Ah, well, progress is progress. And of course, when they do finally add Yoruba or Gujarati or even Kyrgyz, I’ll probably be one of the first to know, which means you’ll be among the first to know!

* Of course, most people in India also speak English, which I imagine to be one reason Google is in no particular hurry to accommodate them in their cradle-tongues.

27 comments:

  1. When they add Quenya and Sindarin, it will be great!

    ReplyDelete
  2. Bilingual corpora, it's all about bilingual corpora. Find 'em and tell Google about 'em, that's what it takes.

    ReplyDelete
  3. EuroFox, I don’t know about translation, but it’s probably not long before the Google website itself is available in one or both. It’s already available in Klingon. :)

    John, yes, that’s how they do it. But it’s hard to imagine any excuse there are insufficient corpora for languages spoken by 100–200x as many people as some of the languages they offer. Google hardly needs you or me to find them a set of parallel English-Punjabi texts. There must be other reasons they’ve put that off.

    They do offer a useful transliteration tool, which supports an impressive array of scripts, covering Amharic, Arabic, Bengali, Greek, Gujarati, Hebrew, Hindi, Kannada, Malayalam, Marathi, Nepali, Oriya, Persian, Punjabi, Russian, Sanskrit, Serbian, Sinhalese, Tamil, Telugu, Tigrinya, and Urdu. But of course, this isn’t a translation tool.

    ReplyDelete
  4. David Doughan6/03/2010 3:58 PM

    That transliteration tool is quite impressive - I've tried it on (Modern) Greek, Russian and Urdu, and it appears to work quite well, once you get used to its ways. Now what about Serbian? Not to mention Ancient Greek ...

    Quenya / Sindarin: nothing! I'll be impressed when Google does Danian and Doriathrin.

    ReplyDelete
  5. They could probably support polytonic Greek, but it requires a particularly rich character set which not all users would have installed. But take a look at this tool, created by my friend Randy Hoyt.

    And personally, I’d like to see them support Tibetan and the Nasta’līq style of Arabic — to me, two of the most beautiful writing systems ever devised. They could stand to offer Thai as well.

    ReplyDelete
  6. David Doughan6/03/2010 4:43 PM

    Well, most Urdu (and Farsi) is written in a variety of Nasta'liq - but I do agree that it's very beautiful.

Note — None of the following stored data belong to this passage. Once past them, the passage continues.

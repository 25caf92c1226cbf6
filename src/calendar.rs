//! Calendar export of a generated plan.
//!
//! Each schedule item becomes one UTC event starting at `<date> <time>`
//! (`%Y-%m-%d`, `%H:%M`) and lasting `duration` hours, titled `Study: <subject>`.

use std::path::Path;

use chrono::{DateTime, Duration, NaiveDate, NaiveTime, Utc};
use uuid::Uuid;

use crate::models::{ScheduleItem, StudyPlan};
use crate::AppResult;

const PRODID: &str = "-//study-planner-client//EN";
const ICS_TIMESTAMP: &str = "%Y%m%dT%H%M%SZ";
const MAX_LINE_OCTETS: usize = 75;

#[derive(Debug, Clone, PartialEq, Eq)]
pub struct StudyEvent {
    pub summary: String,
    pub start: DateTime<Utc>,
    pub end: DateTime<Utc>,
}

#[derive(Debug, Clone, Default)]
pub struct CalendarExport {
    pub events: Vec<StudyEvent>,
    /// Items whose date, time or duration could not be interpreted
    pub skipped: usize,
}

pub fn plan_to_events(plan: &StudyPlan) -> CalendarExport {
    let mut export = CalendarExport::default();

    for day in &plan.days {
        let date = match NaiveDate::parse_from_str(&day.date, "%Y-%m-%d") {
            Ok(date) => date,
            Err(e) => {
                tracing::warn!(date = %day.date, error = %e, "Skipping day with unparseable date");
                export.skipped += day.schedule.len();
                continue;
            }
        };

        for item in &day.schedule {
            match item_to_event(date, item) {
                Some(event) => export.events.push(event),
                None => {
                    tracing::warn!(
                        date = %day.date,
                        time = %item.time,
                        duration = %item.duration,
                        "Skipping schedule item that cannot be placed on a calendar"
                    );
                    export.skipped += 1;
                }
            }
        }
    }

    export
}

fn item_to_event(date: NaiveDate, item: &ScheduleItem) -> Option<StudyEvent> {
    let time = NaiveTime::parse_from_str(item.time.trim(), "%H:%M").ok()?;
    let hours = item.duration.as_f64().filter(|h| h.is_finite() && *h >= 0.0)?;

    let millis = (hours * 3_600_000.0).round();
    // i64::MAX as f64 rounds up to 2^63, so equality is already out of range
    if millis >= i64::MAX as f64 {
        return None;
    }

    let start = date.and_time(time).and_utc();
    let end = start.checked_add_signed(Duration::try_milliseconds(millis as i64)?)?;

    Some(StudyEvent {
        summary: format!("Study: {}", item.subject),
        start,
        end,
    })
}

/// Render events as an iCalendar (RFC 5545) document with CRLF line endings.
/// UIDs carry a fresh export id so separate exports never replace each other's events.
pub fn to_ics(events: &[StudyEvent], stamp: DateTime<Utc>) -> String {
    let mut lines = vec![
        "BEGIN:VCALENDAR".to_string(),
        "VERSION:2.0".to_string(),
        format!("PRODID:{}", PRODID),
        "CALSCALE:GREGORIAN".to_string(),
    ];

    let export_id = Uuid::new_v4();
    for (index, event) in events.iter().enumerate() {
        lines.push("BEGIN:VEVENT".to_string());
        lines.push(format!(
            "UID:{}-{}-{}@study-planner",
            export_id,
            event.start.format(ICS_TIMESTAMP),
            index
        ));
        lines.push(format!("DTSTAMP:{}", stamp.format(ICS_TIMESTAMP)));
        lines.push(format!("DTSTART:{}", event.start.format(ICS_TIMESTAMP)));
        lines.push(format!("DTEND:{}", event.end.format(ICS_TIMESTAMP)));
        lines.push(format!("SUMMARY:{}", escape_text(&event.summary)));
        lines.push("END:VEVENT".to_string());
    }

    lines.push("END:VCALENDAR".to_string());

    let mut out = String::new();
    for line in &lines {
        out.push_str(&fold_line(line));
        out.push_str("\r\n");
    }
    out
}

pub async fn write_ics(path: &Path, events: &[StudyEvent]) -> AppResult<()> {
    tokio::fs::write(path, to_ics(events, Utc::now())).await?;
    tracing::info!(path = %path.display(), events = events.len(), "Calendar export written");
    Ok(())
}

fn escape_text(value: &str) -> String {
    let mut out = String::with_capacity(value.len());
    for ch in value.chars() {
        match ch {
            '\\' => out.push_str("\\\\"),
            ';' => out.push_str("\\;"),
            ',' => out.push_str("\\,"),
            '\n' => out.push_str("\\n"),
            '\r' => {}
            _ => out.push(ch),
        }
    }
    out
}

// continuation lines start with a single space, which counts toward their length
fn fold_line(line: &str) -> String {
    if line.len() <= MAX_LINE_OCTETS {
        return line.to_string();
    }

    let mut out = String::with_capacity(line.len() + line.len() / MAX_LINE_OCTETS * 3);
    let mut width = 0;
    for ch in line.chars() {
        let len = ch.len_utf8();
        if width + len > MAX_LINE_OCTETS {
            out.push_str("\r\n ");
            width = 1;
        }
        out.push(ch);
        width += len;
    }
    out
}

#[cfg(test)]
mod tests {
    use super::*;
    use chrono::TimeZone;
    use serde_json::json;

    fn plan(value: serde_json::Value) -> StudyPlan {
        serde_json::from_value(value).unwrap()
    }

    #[test]
    fn test_events_span_item_duration() {
        let export = plan_to_events(&plan(json!([
            {"date": "2024-05-01", "schedule": [
                {"time": "09:00", "subject": "Math", "duration": 2},
                {"time": "11:00", "subject": "Physics", "duration": "1.5"}
            ]}
        ])));

        assert_eq!(export.skipped, 0);
        assert_eq!(
            export.events,
            vec![
                StudyEvent {
                    summary: "Study: Math".to_string(),
                    start: Utc.with_ymd_and_hms(2024, 5, 1, 9, 0, 0).unwrap(),
                    end: Utc.with_ymd_and_hms(2024, 5, 1, 11, 0, 0).unwrap(),
                },
                StudyEvent {
                    summary: "Study: Physics".to_string(),
                    start: Utc.with_ymd_and_hms(2024, 5, 1, 11, 0, 0).unwrap(),
                    end: Utc.with_ymd_and_hms(2024, 5, 1, 12, 30, 0).unwrap(),
                },
            ]
        );
    }

    #[test]
    fn test_unplaceable_items_are_skipped() {
        let export = plan_to_events(&plan(json!([
            {"date": "May 1st", "schedule": [
                {"time": "09:00", "subject": "Math", "duration": 2}
            ]},
            {"date": "2024-05-02", "schedule": [
                {"time": "morning", "subject": "Math", "duration": 2},
                {"time": "09:00", "subject": "Physics", "duration": "soon"},
                {"time": "10:00", "subject": "Biology", "duration": 1}
            ]}
        ])));

        assert_eq!(export.skipped, 3);
        assert_eq!(export.events.len(), 1);
        assert_eq!(export.events[0].summary, "Study: Biology");
    }

    #[test]
    fn test_negative_duration_is_skipped() {
        let export = plan_to_events(&plan(json!([
            {"date": "2024-05-01", "schedule": [
                {"time": "09:00", "subject": "Math", "duration": -1},
                {"time": "10:00", "subject": "Physics", "duration": "-0.5"}
            ]}
        ])));

        assert_eq!(export.skipped, 2);
        assert!(export.events.is_empty());
    }

    #[test]
    fn test_out_of_range_duration_is_skipped() {
        let export = plan_to_events(&plan(json!([
            {"date": "2024-05-01", "schedule": [
                {"time": "09:00", "subject": "Math", "duration": 1e12},
                {"time": "09:00", "subject": "Math", "duration": 1e300},
                {"time": "09:00", "subject": "Math", "duration": "1e16"},
                {"time": "11:00", "subject": "Physics", "duration": 1}
            ]}
        ])));

        assert_eq!(export.skipped, 3);
        assert_eq!(export.events.len(), 1);
        assert_eq!(export.events[0].summary, "Study: Physics");
    }

    #[test]
    fn test_uids_differ_between_exports() {
        let start = Utc.with_ymd_and_hms(2024, 5, 1, 9, 0, 0).unwrap();
        let events = vec![StudyEvent {
            summary: "Study: Math".to_string(),
            start,
            end: start + Duration::hours(1),
        }];

        let uid = |ics: &str| {
            ics.split("\r\n")
                .find(|line| line.starts_with("UID:"))
                .map(str::to_string)
                .unwrap()
        };
        let first = uid(&to_ics(&events, start));
        let second = uid(&to_ics(&events, start));

        assert_ne!(first, second);
        assert!(first.ends_with("-20240501T090000Z-0@study-planner"));
    }

    #[test]
    fn test_ics_document() {
        let start = Utc.with_ymd_and_hms(2024, 5, 1, 9, 0, 0).unwrap();
        let events = vec![StudyEvent {
            summary: "Study: Math, Physics; Review".to_string(),
            start,
            end: start + Duration::hours(2),
        }];
        let stamp = Utc.with_ymd_and_hms(2024, 4, 30, 12, 0, 0).unwrap();

        let ics = to_ics(&events, stamp);

        assert!(ics.starts_with("BEGIN:VCALENDAR\r\nVERSION:2.0\r\n"));
        assert!(ics.ends_with("END:VCALENDAR\r\n"));
        assert!(ics.contains("DTSTART:20240501T090000Z\r\n"));
        assert!(ics.contains("DTEND:20240501T110000Z\r\n"));
        assert!(ics.contains("DTSTAMP:20240430T120000Z\r\n"));
        assert!(ics.contains("SUMMARY:Study: Math\\, Physics\\; Review\r\n"));
        assert_eq!(ics.matches("BEGIN:VEVENT").count(), 1);
    }

    #[test]
    fn test_long_lines_are_folded() {
        let folded = fold_line(&format!("SUMMARY:{}", "x".repeat(100)));

        for line in folded.split("\r\n") {
            assert!(line.len() <= MAX_LINE_OCTETS);
        }
        assert_eq!(folded.replace("\r\n ", ""), format!("SUMMARY:{}", "x".repeat(100)));
    }
}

    I notice that the transliteration tool does not include Turkish - and this is a difficulty with varieties of a script peculiar to one language (there's a similar, but lesser, problem with Hungarian). OK, nothing's perfect ....

    ReplyDelete
  7. Well, most Urdu (and Farsi) is written in a variety of Nasta’liq [...]

    Yes, but not online. Online, it’s normally standard Arabic. That’s like Century Gothic compared to Fraktur. Pity.

    I notice that the transliteration tool does not include Turkish [...]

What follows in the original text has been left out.